ドーナツ屋チェーン店のバイト高校生と雇われ店長との、甘酸っぱい年の差ラブです。ごくごくありふれた恋物語だけど、高校生の凜生に並外れた特技が備わっているところが、砂原センセらしかったです。

凜生は外見は今どきの高校生なんですが、趣味が超難度の「鉛筆削り」だったり、母親に優しくなれないことに悩んだりしていて、意外に内向的。大人っぽく見えていても素顔は真面目でかわいいところもあって、カッコいいようでまだまだ発展途上なギャップにキュンとさせられます。
第一印象で使えなさそうだと思った凜生をうっかり雇ってしまった店長の倉林。

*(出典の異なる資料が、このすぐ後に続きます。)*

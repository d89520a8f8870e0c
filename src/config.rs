//! Configuration file schema for yamlcheck.
//!
//! A configuration selects which files are linted and tunes the rules.

use serde::{Deserialize, Serialize};
use std::collections::BTreeMap;
use std::fs;
use std::path::Path;

use crate::error::ConfigError;
use crate::issue::Severity;

/// Default configuration file names to search for.
pub const DEFAULT_CONFIG_NAMES: &[&str] = &["yamlcheck.yaml", ".yamlcheck.yaml", ".yamlcheck.yml"];

/// Top-level configuration.
#[derive(Debug, Clone, Deserialize, Serialize)]
pub struct Config {
    /// File extensions to lint, without the dot
    #[serde(default = "default_extensions")]
    pub extensions: Vec<String>,
    /// Glob patterns for paths to exclude from analysis (e.g., "**/charts/**")
    #[serde(default)]
    pub excluded_paths: Vec<String>,
    /// Per-rule settings, keyed by rule key
    #[serde(default)]
    pub rules: BTreeMap<String, RuleConfig>,
    /// Lowest severity that fails the run (default: error)
    #[serde(default = "default_fail_on")]
    pub fail_on: Severity,
}

fn default_extensions() -> Vec<String> {
    vec!["yaml".to_string(), "yml".to_string()]
}

fn default_fail_on() -> Severity {
    Severity::Error
}

fn default_true() -> bool {
    true
}

impl Default for Config {
    fn default() -> Self {
        Self {
            extensions: default_extensions(),
            excluded_paths: Vec::new(),
            rules: BTreeMap::new(),
            fail_on: default_fail_on(),
        }
    }
}

/// Settings for a single rule.
#[derive(Debug, Clone, Deserialize, Serialize)]
pub struct RuleConfig {
    /// Whether the rule runs (default: true)
    #[serde(default = "default_true")]
    pub enabled: bool,
    /// Severity to report instead of the rule's own
    #[serde(default)]
    pub severity: Option<Severity>,
}

impl Default for RuleConfig {
    fn default() -> Self {
        Self {
            enabled: true,
            severity: None,
        }
    }
}

impl Config {
    /// Parse a configuration from a YAML file.
    pub fn parse_file<P: AsRef<Path>>(path: P) -> anyhow::Result<Self> {
        let content = fs::read_to_string(path.as_ref())?;
        let config: Config = serde_yaml::from_str(&content)?;
        Ok(config)
    }

    /// Whether a rule is enabled. Rules not listed are enabled.
    pub fn is_rule_enabled(&self, rule: &str) -> bool {
        self.rules.get(rule).map(|r| r.enabled).unwrap_or(true)
    }

    /// Severity override for a rule, if configured.
    pub fn severity_for(&self, rule: &str) -> Option<Severity> {
        self.rules.get(rule).and_then(|r| r.severity)
    }

    /// Whether a file has one of the configured extensions.
    pub fn has_yaml_extension(&self, path: &Path) -> bool {
        let ext = path.extension().and_then(|e| e.to_str()).unwrap_or("");
        self.extensions.iter().any(|e| e.eq_ignore_ascii_case(ext))
    }

    /// Check if a path should be excluded based on excluded_paths patterns.
    /// Uses globset for matching, which supports `**` for recursive directory matching.
    pub fn is_path_excluded(&self, path: &Path) -> bool {
        if self.excluded_paths.is_empty() {
            return false;
        }

        let path_str = path.to_string_lossy();

        for pattern in &self.excluded_paths {
            if let Ok(glob) = globset::Glob::new(pattern) {
                let matcher = glob.compile_matcher();
                if matcher.is_match(&*path_str) {
                    return true;
                }
            }
        }
        false
    }
}

/// Validate a configuration for correctness.
pub fn validate(config: &Config) -> Result<(), ConfigError> {
    for ext in &config.extensions {
        if ext.is_empty() || ext.starts_with('.') {
            return Err(ConfigError::Extension(ext.clone()));
        }
    }

    if config.rules.keys().any(|k| k.trim().is_empty()) {
        return Err(ConfigError::EmptyRuleKey);
    }

    for pattern in &config.excluded_paths {
        globset::Glob::new(pattern).map_err(|source| ConfigError::ExcludedPath {
            pattern: pattern.clone(),
            source,
        })?;
    }

    Ok(())
}

#[cfg(test)]
mod tests {
    use super::*;
    use std::path::PathBuf;

    #[test]
    fn test_parse_config() {
        let yaml = r#"
extensions: [yaml, yml, eyaml]
excluded_paths:
  - "**/templates/**"
rules:
  parsing-error:
    severity: warning
  trailing-spaces:
    enabled: false
fail_on: warning
"#;
        let config: Config = serde_yaml::from_str(yaml).unwrap();
        assert_eq!(config.extensions.len(), 3);
        assert_eq!(config.fail_on, Severity::Warning);
        assert!(config.is_rule_enabled("parsing-error"));
        assert!(!config.is_rule_enabled("trailing-spaces"));
        assert!(config.is_rule_enabled("indentation"));
        assert_eq!(config.severity_for("parsing-error"), Some(Severity::Warning));
        assert_eq!(config.severity_for("indentation"), None);
    }

    #[test]
    fn test_defaults() {
        let config: Config = serde_yaml::from_str("{}").unwrap();
        assert_eq!(config.extensions, vec!["yaml", "yml"]);
        assert_eq!(config.fail_on, Severity::Error);
        assert!(config.has_yaml_extension(&PathBuf::from("a/b.YML")));
        assert!(!config.has_yaml_extension(&PathBuf::from("a/b.json")));
        assert!(validate(&config).is_ok());
    }

    #[test]
    fn test_excluded_paths() {
        let config = Config {
            excluded_paths: vec!["**/templates/**".to_string()],
            ..Default::default()
        };
        assert!(config.is_path_excluded(&PathBuf::from("chart/templates/deploy.yaml")));
        assert!(!config.is_path_excluded(&PathBuf::from("chart/values.yaml")));
    }

    #[test]
    fn test_validate_rejects_bad_config() {
        let config = Config {
            excluded_paths: vec!["[unclosed".to_string()],
            ..Default::default()
        };
        assert!(matches!(validate(&config), Err(ConfigError::ExcludedPath { .. })));

        let config = Config {
            extensions: vec![".yaml".to_string()],
            ..Default::default()
        };
        assert!(matches!(validate(&config), Err(ConfigError::Extension(_))));

        let mut config = Config::default();
        config.rules.insert(" ".to_string(), RuleConfig::default());
        assert!(matches!(validate(&config), Err(ConfigError::EmptyRuleKey)));
    }
}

彼もなぜ都会での生活をやめて「夢も希望もない」ドーナツ屋の店長をやっているのか、そこが分かってくるとやるせない気持ちにさせられると同時に急に色気を感じてしまいました。
そんな倉林に凜生がかかわることで微妙に変化が生じてくるのですが、自分の年齢や相手が高校生というこだわりで、簡単には相手の好意にこたえられません。どうせすぐダメになると後ろ向きで臆病な倉林の気持ちがすごくリアルに伝わってきます。それもこれも園田。許せないですね。凜生のおかげで少し溜飲が下がりましたが。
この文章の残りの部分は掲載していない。